Design, screening and biological evaluation of novel fatty acid chain-modified oxyntomodulin-based derivatives with prolonged glucose-lowering ability and potent anti-obesity effects

Abstract

Recently, oxyntomodulin (OXM) has emerged as a treatment option for type 2 diabetes mellitus and obesity. In order to develop more promising novel OXM derivatives combining glycemic effects of glucagon-like peptide-1 (GLP-1) and lipolytic properties of glucagon, six 12-mer GLP-1 receptor agonists (PP01–PP06) were screened using a phage display method and then fused to OXM (3–37) to generate hybrid OXM derivatives (PP07–PP12).

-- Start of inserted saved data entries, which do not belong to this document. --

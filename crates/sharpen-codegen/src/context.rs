//! Mutable state threaded through one translation unit's traversal.

use crate::output::Usings;
use sharpen_clang::{DeclId, TypeId};
use sharpen_common::Diagnostic;

/// State restored when a declaration is skipped, so a failed declaration
/// leaves no imports or diagnostics of its own behind.
pub struct Checkpoint {
    usings: Usings,
    diagnostics: usize,
    unsafe_depth: usize,
}

#[derive(Default)]
pub struct EmissionContext {
    usings: Usings,
    diagnostics: Vec<Diagnostic>,
    records: Vec<DeclId>,
    return_types: Vec<TypeId>,
    unsafe_scopes: Vec<bool>,
}

impl EmissionContext {
    pub fn new() -> Self {
        Self::default()
    }

    pub fn add_using(&mut self, namespace: &str) {
        if !self.usings.contains(namespace) {
            self.usings.add(namespace);
        }
    }

    pub fn add_static_using(&mut self, type_name: String) {
        self.usings.add_static(type_name);
    }

    pub fn report(&mut self, diagnostic: Diagnostic) {
        self.diagnostics.push(diagnostic);
    }

    pub fn push_record(&mut self, record: DeclId) {
        self.records.push(record);
    }

    pub fn pop_record(&mut self) {
        self.records.pop();
    }

    /// Innermost record being emitted.
    pub fn current_record(&self) -> Option<DeclId> {
        self.records.last().copied()
    }

    pub fn push_function(&mut self, return_type: TypeId) {
        self.return_types.push(return_type);
    }

    pub fn pop_function(&mut self) {
        self.return_types.pop();
    }

    pub fn return_type(&self) -> Option<TypeId> {
        self.return_types.last().copied()
    }

    /// Start tracking whether the declaration being emitted needs `unsafe`.
    pub fn begin_unsafe_scope(&mut self) {
        self.unsafe_scopes.push(false);
    }

    pub fn mark_unsafe(&mut self) {
        if let Some(scope) = self.unsafe_scopes.last_mut() {
            *scope = true;
        }
    }

    pub fn end_unsafe_scope(&mut self) -> bool {
        self.unsafe_scopes.pop().unwrap_or(false)
    }

    pub fn checkpoint(&self) -> Checkpoint {
        Checkpoint {
            usings: self.usings.clone(),
            diagnostics: self.diagnostics.len(),
            unsafe_depth: self.unsafe_scopes.len(),
        }
    }

    /// Undo everything recorded since `checkpoint`, including scopes the
    /// failed declaration left open.
    pub fn rollback(&mut self, checkpoint: Checkpoint) {
        self.usings = checkpoint.usings;
        self.diagnostics.truncate(checkpoint.diagnostics);
        self.unsafe_scopes.truncate(checkpoint.unsafe_depth);
    }

    /// Drop record and function scopes above the given depths after an
    /// early return.
    pub fn unwind(&mut self, records: usize, functions: usize) {
        self.records.truncate(records);
        self.return_types.truncate(functions);
    }

    pub fn depths(&self) -> (usize, usize) {
        (self.records.len(), self.return_types.len())
    }

    pub fn finish(self) -> (Usings, Vec<Diagnostic>) {
        (self.usings, self.diagnostics)
    }
}

#[cfg(test)]
mod tests {
    use super::*;

    #[test]
    fn test_rollback_discards_usings_and_scopes() {
        let mut ctx = EmissionContext::new();
        ctx.add_using("System");
        let checkpoint = ctx.checkpoint();
        ctx.add_using("System.Runtime.InteropServices");
        ctx.begin_unsafe_scope();
        ctx.report(Diagnostic::warning("dropped"));
        ctx.rollback(checkpoint);
        let (usings, diagnostics) = ctx.finish();
        assert!(usings.contains("System"));
        assert!(!usings.contains("System.Runtime.InteropServices"));
        assert!(diagnostics.is_empty());
    }

    #[test]
    fn test_unsafe_scopes_nest() {
        let mut ctx = EmissionContext::new();
        ctx.begin_unsafe_scope();
        ctx.begin_unsafe_scope();
        ctx.mark_unsafe();
        assert!(ctx.end_unsafe_scope());
        assert!(!ctx.end_unsafe_scope());
    }
}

PP11, as a selected starting point, was further site-specifically modified with three lengths of fatty acid chains to provide long-acting conjugates PP13–PP24, among which PP18 was found not only to retain almost the entire balanced activation potency of PP11 in GLP-1/glucagon receptors but also to enhance plasma stability and prolong hypoglycemic activity. PP18 was further confirmed as an insulin secretagogue and glycemic agent in gene knockout mice. The protracted antidiabetic effects and in vivo half-life of PP18 were further proved by hypoglycemic efficacies in diet-induced obesity (DIO) mice and pharmacokinetics tests in Sprague Dawley (SD) rats, respectively. Nevertheless, administration of PP18 once per day normalized food intake, body weight, blood biochemical indexes, insulin resistance and islet function of DIO mice. These preclinical results suggested that PP18, as a novel OXM-based dual GLP-1 and glucagon receptor agonist, may serve as a novel therapeutic approach to treat T2DM and obesity.